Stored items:
◇ ◇ ◇ ◇ ◇

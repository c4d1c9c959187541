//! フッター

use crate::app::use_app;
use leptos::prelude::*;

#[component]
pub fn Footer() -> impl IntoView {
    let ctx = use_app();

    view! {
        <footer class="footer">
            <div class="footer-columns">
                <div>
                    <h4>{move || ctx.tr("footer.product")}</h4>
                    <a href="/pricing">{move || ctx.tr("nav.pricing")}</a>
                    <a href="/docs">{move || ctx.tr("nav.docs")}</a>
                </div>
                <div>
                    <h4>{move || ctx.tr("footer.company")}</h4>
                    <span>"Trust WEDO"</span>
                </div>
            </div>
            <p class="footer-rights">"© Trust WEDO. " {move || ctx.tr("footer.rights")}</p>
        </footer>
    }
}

◇ ◇ ◇ ◇ ◇

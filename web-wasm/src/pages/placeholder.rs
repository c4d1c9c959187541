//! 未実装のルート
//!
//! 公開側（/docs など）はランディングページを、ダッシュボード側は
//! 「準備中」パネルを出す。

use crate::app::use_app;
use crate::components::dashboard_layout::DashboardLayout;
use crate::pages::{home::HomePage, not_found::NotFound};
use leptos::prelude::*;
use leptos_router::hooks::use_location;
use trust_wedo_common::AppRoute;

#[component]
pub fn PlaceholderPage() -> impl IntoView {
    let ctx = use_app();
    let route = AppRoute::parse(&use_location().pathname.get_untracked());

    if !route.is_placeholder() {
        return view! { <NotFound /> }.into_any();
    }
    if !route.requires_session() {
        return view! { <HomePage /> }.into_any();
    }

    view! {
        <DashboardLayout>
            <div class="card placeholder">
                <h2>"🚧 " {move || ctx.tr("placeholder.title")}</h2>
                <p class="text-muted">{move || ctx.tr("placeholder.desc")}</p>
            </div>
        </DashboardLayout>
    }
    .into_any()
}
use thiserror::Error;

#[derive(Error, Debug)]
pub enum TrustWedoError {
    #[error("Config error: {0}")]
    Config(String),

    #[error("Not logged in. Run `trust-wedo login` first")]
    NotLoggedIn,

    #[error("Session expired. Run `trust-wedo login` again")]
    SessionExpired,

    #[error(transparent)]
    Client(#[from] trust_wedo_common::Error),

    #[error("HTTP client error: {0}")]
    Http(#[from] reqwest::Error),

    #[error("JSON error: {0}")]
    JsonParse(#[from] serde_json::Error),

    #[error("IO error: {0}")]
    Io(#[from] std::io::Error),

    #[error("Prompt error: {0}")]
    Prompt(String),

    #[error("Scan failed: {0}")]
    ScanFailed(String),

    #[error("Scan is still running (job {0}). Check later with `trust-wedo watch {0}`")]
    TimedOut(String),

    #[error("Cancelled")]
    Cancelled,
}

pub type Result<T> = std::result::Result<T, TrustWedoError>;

◇ ◇ ◇ ◇ ◇

_EXERCISE DETAILS:_
Each line in the records that carries "String" must be copied out.

_EXERCISE RESULT:_
    Config(String),
    Prompt(String),
    ScanFailed(String),
    TimedOut(String),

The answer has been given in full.